Saved data entries:
+++++
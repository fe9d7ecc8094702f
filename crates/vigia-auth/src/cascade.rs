//! Ordered credential fallback.
//!
//! Sources are tried strictly one after another. The first credential that
//! also opens a browser wins; failures along the way are logged and skipped.
//! When nothing works, sites that tolerate it are crawled anonymously.

use crate::context::AuthContext;
use crate::credential::CredentialSource;
use crate::error::{AuthError, Result};
use crate::sources::{
    EnvCredentialSource, SecretFileSource, SessionManager, SessionManagerSource,
    SessionStoreSource,
};
use std::path::PathBuf;
use std::sync::Arc;
use tracing::{debug, info, warn};
use vigia_browser::{BrowserLauncher, LaunchRequest};
use vigia_core::{CredentialConfig, CredentialSourceKind, Site, UserId};
use vigia_sites::{AuthMode, SiteRegistry};
use vigia_vault::SessionStore;

/// Resolves a browsing context for a crawl job.
#[derive(Clone)]
pub struct CredentialCascade {
    sources: Vec<Arc<dyn CredentialSource>>,
    manager: Arc<SessionManager>,
    registry: Arc<SiteRegistry>,
    launcher: Arc<dyn BrowserLauncher>,
    store: Option<SessionStore>,
}

impl std::fmt::Debug for CredentialCascade {
    fn fmt(&self, f: &mut std::fmt::Formatter<'_>) -> std::fmt::Result {
        f.debug_struct("CredentialCascade")
            .field("order", &self.order())
            .finish_non_exhaustive()
    }
}

/// Assembles a [`CredentialCascade`].
pub struct CredentialCascadeBuilder {
    sources: Vec<Arc<dyn CredentialSource>>,
    manager: Arc<SessionManager>,
    registry: Arc<SiteRegistry>,
    launcher: Arc<dyn BrowserLauncher>,
    store: Option<SessionStore>,
}

impl CredentialCascadeBuilder {
    /// Append a source; sources are tried in the order they are added.
    #[must_use]
    pub fn source(mut self, source: Arc<dyn CredentialSource>) -> Self {
        self.sources.push(source);
        self
    }

    /// Session store flagged when a login wall is reported.
    #[must_use]
    pub fn store(mut self, store: SessionStore) -> Self {
        self.store = Some(store);
        self
    }

    /// Finish building.
    #[must_use]
    pub fn build(self) -> CredentialCascade {
        CredentialCascade {
            sources: self.sources,
            manager: self.manager,
            registry: self.registry,
            launcher: self.launcher,
            store: self.store,
        }
    }
}

impl CredentialCascade {
    /// Start a cascade with no sources.
    #[must_use]
    pub fn builder(
        registry: Arc<SiteRegistry>,
        launcher: Arc<dyn BrowserLauncher>,
        manager: Arc<SessionManager>,
    ) -> CredentialCascadeBuilder {
        CredentialCascadeBuilder {
            sources: Vec::new(),
            manager,
            registry,
            launcher,
            store: None,
        }
    }

    /// Cascade with the built-in sources in the configured order.
    ///
    /// `secret_file` is skipped when no secret directory is configured.
    pub fn from_config(
        config: &CredentialConfig,
        default_secret_dir: Option<PathBuf>,
        store: SessionStore,
        registry: Arc<SiteRegistry>,
        launcher: Arc<dyn BrowserLauncher>,
        manager: Arc<SessionManager>,
    ) -> Self {
        let mut builder = Self::builder(registry, launcher, Arc::clone(&manager)).store(store.clone());

        for kind in &config.order {
            builder = match kind {
                CredentialSourceKind::Db => {
                    builder.source(Arc::new(SessionStoreSource::new(store.clone())))
                }
                CredentialSourceKind::SecretFile => {
                    match config.secret_dir.clone().or_else(|| default_secret_dir.clone()) {
                        Some(dir) => builder.source(Arc::new(SecretFileSource::new(dir))),
                        None => {
                            debug!("no secret directory configured; secret_file source disabled");
                            builder
                        }
                    }
                }
                CredentialSourceKind::Env => {
                    builder.source(Arc::new(EnvCredentialSource::from_env(&config.env_prefix)))
                }
                CredentialSourceKind::SessionManager => {
                    builder.source(Arc::new(SessionManagerSource::new(Arc::clone(&manager))))
                }
                // Anonymous is the implicit last resort, never a listed source.
                CredentialSourceKind::Anonymous => builder,
            };
        }

        builder.build()
    }

    /// Source kinds in the order they are tried.
    #[must_use]
    pub fn order(&self) -> Vec<CredentialSourceKind> {
        self.sources.iter().map(|source| source.kind()).collect()
    }

    /// Shared credential cache.
    #[must_use]
    pub fn manager(&self) -> &Arc<SessionManager> {
        &self.manager
    }

    /// Resolve a browsing context for `user_id` on `site`.
    ///
    /// # Errors
    /// - `UnsupportedSite` / `Validation` for bad identifiers
    /// - `CredentialExhausted` when no source works and the site requires cookies
    /// - `Browser` when even the anonymous session cannot be launched
    pub async fn resolve(&self, user_id: &str, site: &str) -> Result<AuthContext> {
        let site: Site = site.parse()?;
        let user_id = UserId::new(user_id)?;
        let config = self.registry.get(site)?;

        if config.auth_mode == AuthMode::Anonymous {
            debug!(user_id = %user_id, site = %site, "site is crawled anonymously");
            return self.anonymous(user_id, site).await;
        }

        for source in &self.sources {
            let kind = source.kind();
            let credential = match source.try_resolve(&user_id, site).await {
                Ok(Some(credential)) => credential,
                Ok(None) => {
                    debug!(user_id = %user_id, site = %site, source = %kind, "no credential from source");
                    continue;
                }
                Err(e) => {
                    warn!(user_id = %user_id, site = %site, source = %kind, error = %e, "credential source failed");
                    continue;
                }
            };

            let request = match LaunchRequest::with_storage_state(config, credential.state.as_value()) {
                Ok(request) => request,
                Err(e) => {
                    warn!(user_id = %user_id, site = %site, source = %kind, error = %e, "credential rejected by browser");
                    continue;
                }
            };

            let session = match self.launcher.launch(request).await {
                Ok(session) => session,
                Err(e) => {
                    warn!(user_id = %user_id, site = %site, source = %kind, error = %e, "browser launch failed");
                    continue;
                }
            };

            if kind != CredentialSourceKind::SessionManager {
                self.manager
                    .store(&user_id, site, credential.state.clone())
                    .await;
            }

            info!(user_id = %user_id, site = %site, source = %kind, "credential resolved");
            return Ok(AuthContext::new(
                user_id,
                site,
                kind,
                credential.session_id,
                session,
            ));
        }

        if config.auth_mode.allows_anonymous() {
            info!(user_id = %user_id, site = %site, "no credential found; falling back to anonymous");
            return self.anonymous(user_id, site).await;
        }

        let tried: Vec<&str> = self.sources.iter().map(|s| s.kind().as_str()).collect();
        warn!(user_id = %user_id, site = %site, "credential cascade exhausted");
        Err(AuthError::CredentialExhausted {
            site,
            tried: tried.join(", "),
        })
    }

    async fn anonymous(&self, user_id: UserId, site: Site) -> Result<AuthContext> {
        let config = self.registry.get(site)?;
        let session = self.launcher.launch(LaunchRequest::anonymous(config)).await?;
        Ok(AuthContext::new(
            user_id,
            site,
            CredentialSourceKind::Anonymous,
            None,
            session,
        ))
    }

    /// The crawler hit a login wall: flag the stored session and drop the
    /// cached credential. Returns whether a stored session was flagged.
    pub async fn report_login_wall(
        &self,
        user_id: &str,
        site: &str,
        reason: Option<&str>,
    ) -> Result<bool> {
        let parsed_site: Site = site.parse()?;
        let parsed_user = UserId::new(user_id)?;

        self.manager.evict(&parsed_user, parsed_site).await;

        let flagged = match &self.store {
            Some(store) => store.mark_needs_reauth(user_id, site, reason).await?,
            None => false,
        };

        info!(user_id = %parsed_user, site = %parsed_site, flagged, "login wall reported");
        Ok(flagged)
    }
}
use rand::seq::SliceRandom;
use vigia_sites::{AntiDetection, StealthLevel};

/// Common desktop user agents
const USER_AGENTS: [&str; 3] = [
    "Mozilla/5.0 (Windows NT 10.0; Win64; x64) AppleWebKit/537.36 (KHTML, like Gecko) Chrome/126.0.0.0 Safari/537.36",
    "Mozilla/5.0 (Macintosh; Intel Mac OS X 10_15_7) AppleWebKit/537.36 (KHTML, like Gecko) Chrome/126.0.0.0 Safari/537.36",
    "Mozilla/5.0 (X11; Linux x86_64) AppleWebKit/537.36 (KHTML, like Gecko) Chrome/126.0.0.0 Safari/537.36",
];

/// Common viewport sizes
const VIEWPORTS: [(u32, u32); 4] = [(1920, 1080), (1366, 768), (1536, 864), (1440, 900)];

/// Hides the automation flag from page scripts.
const HIDE_WEBDRIVER: &str =
    "Object.defineProperty(navigator, 'webdriver', { get: () => undefined });";

/// Masks the most common headless tells.
const MASK_HEADLESS: &str = r"
Object.defineProperty(navigator, 'languages', { get: () => ['pt-BR', 'pt', 'en-US', 'en'] });
Object.defineProperty(navigator, 'plugins', { get: () => [1, 2, 3, 4, 5] });
window.chrome = window.chrome || { runtime: {} };
const originalQuery = window.navigator.permissions && window.navigator.permissions.query;
if (originalQuery) {
  window.navigator.permissions.query = (parameters) =>
    parameters.name === 'notifications'
      ? Promise.resolve({ state: Notification.permission })
      : originalQuery(parameters);
}
";

/// Browser identity presented to a site.
#[derive(Debug, Clone, PartialEq, Eq)]
pub struct Fingerprint {
    /// User agent override; `None` keeps Chromium's own
    pub user_agent: Option<String>,
    pub viewport_width: u32,
    pub viewport_height: u32,
    pub timezone: String,
    pub locale: String,
}

impl Fingerprint {
    /// Fingerprint matching a site's anti-detection posture.
    ///
    /// `default_viewport` is used unless the posture randomizes it.
    pub fn for_posture(posture: &AntiDetection, default_viewport: (u32, u32)) -> Self {
        let mut rng = rand::thread_rng();

        let user_agent = (posture.stealth_level >= StealthLevel::Standard)
            .then(|| USER_AGENTS.choose(&mut rng).map(ToString::to_string))
            .flatten();

        let (width, height) = if posture.randomize_viewport {
            VIEWPORTS.choose(&mut rng).copied().unwrap_or(default_viewport)
        } else {
            default_viewport
        };

        Self {
            user_agent,
            viewport_width: width,
            viewport_height: height,
            timezone: "America/Sao_Paulo".to_string(),
            locale: "pt-BR".to_string(),
        }
    }
}

/// Script injected before any page script runs, if the posture asks for one.
pub fn stealth_script(posture: &AntiDetection) -> Option<String> {
    if !posture.inject_stealth_scripts {
        return None;
    }
    match posture.stealth_level {
        StealthLevel::Minimal => None,
        StealthLevel::Standard => Some(HIDE_WEBDRIVER.to_string()),
        StealthLevel::Aggressive => Some(format!("{HIDE_WEBDRIVER}\n{MASK_HEADLESS}")),
    }
}

/// URL patterns blocked for the posture's resource types.
pub fn blocked_url_patterns(posture: &AntiDetection) -> Vec<String> {
    posture
        .blocked_resource_types()
        .into_iter()
        .flat_map(|kind| match kind {
            "Image" => &["*.png", "*.jpg", "*.jpeg", "*.gif", "*.webp", "*.svg"][..],
            "Font" => &["*.woff", "*.woff2", "*.ttf", "*.otf"][..],
            "Media" => &["*.mp4", "*.webm", "*.mp3", "*.m3u8"][..],
            "Stylesheet" => &["*.css"][..],
            _ => &[][..],
        })
        .map(ToString::to_string)
        .collect()
}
+++++
Report every line of the entries that carries the word "AuthContext".

use crate::context::AuthContext;
    pub async fn resolve(&self, user_id: &str, site: &str) -> Result<AuthContext> {
            return Ok(AuthContext::new(
    async fn anonymous(&self, user_id: UserId, site: Site) -> Result<AuthContext> {
        Ok(AuthContext::new(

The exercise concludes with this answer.